What this task involves ::
Please find every line in the entries below that contains the string "blocks", and copy it.

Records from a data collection

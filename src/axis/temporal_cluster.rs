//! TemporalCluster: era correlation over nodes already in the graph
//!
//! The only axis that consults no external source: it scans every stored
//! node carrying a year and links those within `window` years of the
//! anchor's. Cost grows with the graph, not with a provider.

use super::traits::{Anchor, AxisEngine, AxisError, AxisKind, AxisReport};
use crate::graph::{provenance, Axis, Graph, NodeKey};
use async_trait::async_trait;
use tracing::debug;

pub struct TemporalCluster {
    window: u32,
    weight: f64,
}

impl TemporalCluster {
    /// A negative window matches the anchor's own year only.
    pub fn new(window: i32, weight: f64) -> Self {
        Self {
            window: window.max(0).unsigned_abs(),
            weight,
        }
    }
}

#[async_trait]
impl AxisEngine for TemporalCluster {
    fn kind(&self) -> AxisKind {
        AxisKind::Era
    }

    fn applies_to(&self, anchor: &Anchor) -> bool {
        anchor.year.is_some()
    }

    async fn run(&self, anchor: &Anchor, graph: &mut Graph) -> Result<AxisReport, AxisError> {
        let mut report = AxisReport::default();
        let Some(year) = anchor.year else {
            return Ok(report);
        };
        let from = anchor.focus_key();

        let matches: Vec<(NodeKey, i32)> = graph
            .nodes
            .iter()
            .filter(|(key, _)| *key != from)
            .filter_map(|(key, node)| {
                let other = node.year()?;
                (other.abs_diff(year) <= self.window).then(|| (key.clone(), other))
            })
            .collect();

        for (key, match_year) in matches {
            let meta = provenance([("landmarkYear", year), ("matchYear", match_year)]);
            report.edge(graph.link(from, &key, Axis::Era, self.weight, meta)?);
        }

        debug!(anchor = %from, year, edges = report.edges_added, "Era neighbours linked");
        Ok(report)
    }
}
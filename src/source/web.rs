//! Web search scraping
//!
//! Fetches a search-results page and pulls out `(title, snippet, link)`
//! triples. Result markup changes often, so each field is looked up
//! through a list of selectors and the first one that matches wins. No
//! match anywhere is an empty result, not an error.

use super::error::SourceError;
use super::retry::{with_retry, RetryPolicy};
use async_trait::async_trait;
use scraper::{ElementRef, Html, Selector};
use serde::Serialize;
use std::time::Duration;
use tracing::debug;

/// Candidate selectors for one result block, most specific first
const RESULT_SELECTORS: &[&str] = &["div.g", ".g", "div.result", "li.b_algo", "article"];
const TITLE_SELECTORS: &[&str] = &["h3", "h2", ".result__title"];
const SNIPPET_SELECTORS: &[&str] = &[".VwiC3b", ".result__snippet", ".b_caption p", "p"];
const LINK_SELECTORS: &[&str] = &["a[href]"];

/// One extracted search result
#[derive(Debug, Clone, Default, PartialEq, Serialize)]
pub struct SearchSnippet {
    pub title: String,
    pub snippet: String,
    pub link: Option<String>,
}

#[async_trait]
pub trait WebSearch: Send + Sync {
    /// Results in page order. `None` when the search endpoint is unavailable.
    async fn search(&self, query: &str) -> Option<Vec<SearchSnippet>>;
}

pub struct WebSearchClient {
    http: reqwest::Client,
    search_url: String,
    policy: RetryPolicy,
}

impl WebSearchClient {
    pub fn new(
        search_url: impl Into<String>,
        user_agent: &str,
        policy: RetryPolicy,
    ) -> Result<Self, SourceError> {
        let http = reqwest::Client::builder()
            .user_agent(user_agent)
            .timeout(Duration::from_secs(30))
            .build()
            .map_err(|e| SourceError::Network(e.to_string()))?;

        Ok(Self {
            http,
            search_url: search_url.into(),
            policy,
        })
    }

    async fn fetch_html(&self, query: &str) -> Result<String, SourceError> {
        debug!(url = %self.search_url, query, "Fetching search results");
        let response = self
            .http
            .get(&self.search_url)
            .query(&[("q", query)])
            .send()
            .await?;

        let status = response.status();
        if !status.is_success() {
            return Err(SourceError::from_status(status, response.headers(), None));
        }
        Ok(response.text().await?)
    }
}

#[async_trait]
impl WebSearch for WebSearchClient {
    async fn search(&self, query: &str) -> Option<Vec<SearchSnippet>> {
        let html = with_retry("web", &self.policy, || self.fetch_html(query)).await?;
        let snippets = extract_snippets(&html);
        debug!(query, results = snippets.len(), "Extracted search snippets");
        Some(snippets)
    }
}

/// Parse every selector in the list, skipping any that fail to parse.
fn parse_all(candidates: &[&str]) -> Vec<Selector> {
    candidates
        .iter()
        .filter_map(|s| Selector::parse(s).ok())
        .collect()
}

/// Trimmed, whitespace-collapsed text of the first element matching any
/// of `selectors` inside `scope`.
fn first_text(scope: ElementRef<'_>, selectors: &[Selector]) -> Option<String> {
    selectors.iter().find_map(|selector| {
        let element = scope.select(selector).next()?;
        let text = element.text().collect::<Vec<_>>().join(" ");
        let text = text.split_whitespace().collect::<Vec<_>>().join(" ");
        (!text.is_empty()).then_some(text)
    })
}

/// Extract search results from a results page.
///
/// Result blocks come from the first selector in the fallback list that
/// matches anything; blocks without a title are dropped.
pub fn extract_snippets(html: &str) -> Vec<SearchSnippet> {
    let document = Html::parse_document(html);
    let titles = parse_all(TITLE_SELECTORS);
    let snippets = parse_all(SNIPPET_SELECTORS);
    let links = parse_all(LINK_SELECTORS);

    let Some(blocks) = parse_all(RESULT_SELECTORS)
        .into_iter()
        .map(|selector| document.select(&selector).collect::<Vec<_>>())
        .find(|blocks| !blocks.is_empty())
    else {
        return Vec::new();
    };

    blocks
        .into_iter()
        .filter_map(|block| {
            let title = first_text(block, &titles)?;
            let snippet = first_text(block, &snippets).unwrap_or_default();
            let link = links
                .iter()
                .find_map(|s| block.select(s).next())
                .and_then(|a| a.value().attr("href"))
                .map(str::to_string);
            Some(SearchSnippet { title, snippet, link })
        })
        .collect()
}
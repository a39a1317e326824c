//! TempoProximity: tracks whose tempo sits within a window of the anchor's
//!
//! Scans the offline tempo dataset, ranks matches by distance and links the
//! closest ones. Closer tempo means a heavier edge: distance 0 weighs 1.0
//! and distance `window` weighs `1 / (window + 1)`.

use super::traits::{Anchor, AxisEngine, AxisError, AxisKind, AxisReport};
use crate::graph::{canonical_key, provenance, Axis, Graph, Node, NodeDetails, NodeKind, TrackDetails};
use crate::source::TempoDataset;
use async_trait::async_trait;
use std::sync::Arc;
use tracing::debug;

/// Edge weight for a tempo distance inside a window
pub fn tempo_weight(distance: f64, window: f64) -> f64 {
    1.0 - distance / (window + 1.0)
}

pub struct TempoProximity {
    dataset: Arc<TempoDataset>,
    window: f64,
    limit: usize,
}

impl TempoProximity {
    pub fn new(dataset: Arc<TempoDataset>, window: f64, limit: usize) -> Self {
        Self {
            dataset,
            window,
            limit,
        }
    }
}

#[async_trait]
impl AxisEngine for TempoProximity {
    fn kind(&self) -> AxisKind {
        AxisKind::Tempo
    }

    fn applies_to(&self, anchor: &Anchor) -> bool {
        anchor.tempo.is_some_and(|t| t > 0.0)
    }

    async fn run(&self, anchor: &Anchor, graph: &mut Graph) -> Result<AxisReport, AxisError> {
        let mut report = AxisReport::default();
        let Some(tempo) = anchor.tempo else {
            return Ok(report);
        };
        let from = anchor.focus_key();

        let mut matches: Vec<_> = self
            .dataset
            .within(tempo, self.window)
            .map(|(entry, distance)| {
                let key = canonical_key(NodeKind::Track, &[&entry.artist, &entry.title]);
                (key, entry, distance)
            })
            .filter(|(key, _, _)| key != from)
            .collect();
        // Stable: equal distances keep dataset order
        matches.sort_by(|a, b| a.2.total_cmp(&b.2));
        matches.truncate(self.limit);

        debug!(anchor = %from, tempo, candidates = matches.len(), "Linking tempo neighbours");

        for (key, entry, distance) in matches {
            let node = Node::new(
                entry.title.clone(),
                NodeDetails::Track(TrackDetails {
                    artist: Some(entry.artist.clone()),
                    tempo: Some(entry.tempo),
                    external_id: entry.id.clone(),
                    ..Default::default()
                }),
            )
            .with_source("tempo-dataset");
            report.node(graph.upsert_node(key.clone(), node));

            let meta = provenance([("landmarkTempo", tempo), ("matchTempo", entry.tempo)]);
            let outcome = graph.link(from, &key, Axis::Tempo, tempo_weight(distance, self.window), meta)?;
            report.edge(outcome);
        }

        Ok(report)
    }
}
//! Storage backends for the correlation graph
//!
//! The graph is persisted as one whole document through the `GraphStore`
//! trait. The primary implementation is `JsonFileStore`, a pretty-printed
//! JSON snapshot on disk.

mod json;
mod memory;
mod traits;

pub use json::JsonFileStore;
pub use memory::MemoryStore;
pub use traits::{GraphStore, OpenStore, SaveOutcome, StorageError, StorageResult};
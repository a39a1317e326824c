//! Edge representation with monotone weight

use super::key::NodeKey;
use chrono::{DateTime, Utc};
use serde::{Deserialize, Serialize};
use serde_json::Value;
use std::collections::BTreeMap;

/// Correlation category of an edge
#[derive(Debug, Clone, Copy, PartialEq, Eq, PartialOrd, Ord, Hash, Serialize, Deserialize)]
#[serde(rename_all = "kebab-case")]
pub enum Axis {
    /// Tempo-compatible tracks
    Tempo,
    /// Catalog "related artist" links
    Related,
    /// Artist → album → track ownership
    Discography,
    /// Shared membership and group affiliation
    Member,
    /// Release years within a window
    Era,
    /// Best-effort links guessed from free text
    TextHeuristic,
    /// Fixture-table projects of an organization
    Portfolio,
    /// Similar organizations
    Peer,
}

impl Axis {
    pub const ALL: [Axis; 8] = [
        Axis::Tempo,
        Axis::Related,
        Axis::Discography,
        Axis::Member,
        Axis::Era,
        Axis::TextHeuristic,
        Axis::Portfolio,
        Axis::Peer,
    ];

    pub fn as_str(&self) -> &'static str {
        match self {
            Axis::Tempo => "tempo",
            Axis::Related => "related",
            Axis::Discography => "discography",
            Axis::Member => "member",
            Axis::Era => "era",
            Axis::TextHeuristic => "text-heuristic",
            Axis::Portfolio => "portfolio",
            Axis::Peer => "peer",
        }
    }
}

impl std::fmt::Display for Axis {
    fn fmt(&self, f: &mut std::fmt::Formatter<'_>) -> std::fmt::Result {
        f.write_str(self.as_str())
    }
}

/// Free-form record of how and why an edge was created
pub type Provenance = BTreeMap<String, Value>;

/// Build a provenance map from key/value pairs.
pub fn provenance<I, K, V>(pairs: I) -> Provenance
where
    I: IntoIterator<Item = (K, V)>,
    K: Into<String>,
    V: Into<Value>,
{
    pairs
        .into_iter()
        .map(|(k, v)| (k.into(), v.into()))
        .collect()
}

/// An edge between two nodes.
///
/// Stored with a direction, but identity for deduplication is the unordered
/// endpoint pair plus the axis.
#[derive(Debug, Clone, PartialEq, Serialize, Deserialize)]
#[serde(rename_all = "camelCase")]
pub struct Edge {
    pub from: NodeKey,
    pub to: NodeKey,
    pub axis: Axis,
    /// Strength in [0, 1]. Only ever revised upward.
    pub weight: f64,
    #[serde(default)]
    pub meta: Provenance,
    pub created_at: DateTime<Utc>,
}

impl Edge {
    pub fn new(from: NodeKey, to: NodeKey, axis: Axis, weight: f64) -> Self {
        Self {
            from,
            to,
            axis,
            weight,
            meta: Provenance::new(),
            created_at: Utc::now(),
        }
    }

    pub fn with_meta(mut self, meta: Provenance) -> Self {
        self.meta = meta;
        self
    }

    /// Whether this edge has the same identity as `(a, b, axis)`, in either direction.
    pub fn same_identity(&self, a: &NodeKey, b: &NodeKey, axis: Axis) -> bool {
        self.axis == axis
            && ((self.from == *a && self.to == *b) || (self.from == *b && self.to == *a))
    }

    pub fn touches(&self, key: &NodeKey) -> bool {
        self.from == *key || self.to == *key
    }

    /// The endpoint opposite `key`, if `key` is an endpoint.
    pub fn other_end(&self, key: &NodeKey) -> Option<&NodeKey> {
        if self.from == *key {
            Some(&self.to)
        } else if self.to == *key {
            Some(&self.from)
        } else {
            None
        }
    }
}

Solution to the problem ::
/// Result blocks come from the first selector in the fallback list that
/// matches anything; blocks without a title are dropped.
    let Some(blocks) = parse_all(RESULT_SELECTORS)
        .find(|blocks| !blocks.is_empty())
    blocks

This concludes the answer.